A new large scale video installation from MTA Arts & Design has been unveiled at Fulton Center, showing New York City’s architecture akin to a kaleidoscope. The work, New York Dreaming, by media artist Anne Spalter, is described as a “meditation on the city and the constant self-realization of its physical and psychic existence.” With a strong focus on architecture, Spalter takes the New York City skyline and uses a custom software to turn these images into something psychedelic. Here is a short clip courtesy of MTA Arts & Design:
You’ll recognize some notable buildings like the 40 Wall Street and 20 Exchange Place downtown, but mostly you’ll see architectural forms that are fundamentally New York City in nature but with their elements recombined and replicated. There’s a larger theoretical reason behind the technological trick. As the press release describes,
“New York is a city like no other, a combination of man-made and natural formations, perpetually evolving and reinventing itself–turning from one year to the next, unfolding. Its citizens, similarly, are dreamers, driven to bring their visions to life.”

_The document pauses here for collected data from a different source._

pub mod alphabet;
pub mod engine;
pub mod generator;
pub mod parser;
pub mod render;
pub mod samples;
pub mod types;
// File: src/config.rs
use crate::error::Result;
use serde::{Deserialize, Serialize};
use std::fs;
use std::path::{Path, PathBuf};
use tracing::{info, warn};

/// Environment variable naming the engine config file.
pub const CONFIG_ENV: &str = "TSIMIGUNO_CONFIG";
pub const DEFAULT_CONFIG_PATH: &str = "tsimiguno.json";

/// Engine settings. Every field has a default, so a config file only needs
/// the keys it changes.
#[derive(Debug, Clone, PartialEq, Serialize, Deserialize)]
#[serde(default)]
pub struct EngineConfig {
    /// Words per candidate batch.
    pub candidates_count: usize,
    pub min_length: usize,
    pub max_length: usize,
    /// Generated pool size per requested candidate.
    pub pool_multiplier: usize,
    /// Top-ranked window size per requested candidate.
    pub top_window_multiplier: usize,
    /// Share of each batch drawn from the top window, in percent (rounded up).
    pub exploit_percent: usize,
    /// Score that marks a word as a favourite.
    pub favorite_score: f64,
    /// Directory of per-user state files.
    pub data_dir: PathBuf,
    pub sgd: SgdConfig,
}

impl Default for EngineConfig {
    fn default() -> Self {
        Self {
            candidates_count: 10,
            min_length: 3,
            max_length: 8,
            pool_multiplier: 100,
            top_window_multiplier: 3,
            exploit_percent: 90,
            favorite_score: 1.0,
            data_dir: PathBuf::from("data"),
            sgd: SgdConfig::default(),
        }
    }
}

/// Online squared-loss linear regression settings.
#[derive(Debug, Clone, PartialEq, Serialize, Deserialize)]
#[serde(default)]
pub struct SgdConfig {
    /// L2 regularisation strength.
    pub alpha: f64,
    /// Initial learning rate; decays as `eta0 / t^power_t`.
    pub eta0: f64,
    pub power_t: f64,
    /// Maximum passes over the training set.
    pub max_iter: usize,
    /// Stop once an epoch improves the loss by less than `tol * n_samples`...
    pub tol: f64,
    /// ...this many times in a row.
    pub n_iter_no_change: usize,
    /// Seeds the per-epoch sample shuffle.
    pub seed: u64,
}

impl Default for SgdConfig {
    fn default() -> Self {
        Self {
            alpha: 1e-4,
            eta0: 0.01,
            power_t: 0.25,
            max_iter: 1000,
            tol: 1e-3,
            n_iter_no_change: 5,
            seed: 42,
        }
    }
}

impl EngineConfig {
    pub fn from_json_file(path: &Path) -> Result<Self> {
        let text = fs::read_to_string(path)?;
        Ok(serde_json::from_str(&text)?)
    }

    /// Loads `path` if it exists, defaults otherwise. A file that exists but
    /// does not parse is still an error.
    pub fn load_or_default(path: &Path) -> Result<Self> {
        if path.exists() {
            let config = Self::from_json_file(path)?;
            info!(path = %path.display(), "loaded engine config");
            Ok(config)
        } else {
            warn!(path = %path.display(), "config file not found, using defaults");
            Ok(Self::default())
        }
    }

    /// Path from [`CONFIG_ENV`], falling back to [`DEFAULT_CONFIG_PATH`].
    pub fn path_from_env() -> PathBuf {
        std::env::var_os(CONFIG_ENV)
            .map(PathBuf::from)
            .unwrap_or_else(|| PathBuf::from(DEFAULT_CONFIG_PATH))
    }
}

The film plays on loop but only for two minutes at the beginning of each hour. You can find it on the large-screen inside the Fulton Center Oculus and in the Dey Street pedestrian tunnel until the beginning of 2017.
New York Dreaming is an evolution of Spalter’s long career which has focused on merging art and technology, merging her undergraduate degree in mathematics with a Master in Fine Arts. Much of her work focuses on manipulating video footage, with earlier work looking at Coney Island, Ground Zero, and other areas of New York City like Rockefeller Center and Fifth Avenue. Spalter founded the digital fine arts programs at Brown University and The Rhode Island School of Design (RISD) in the 199os.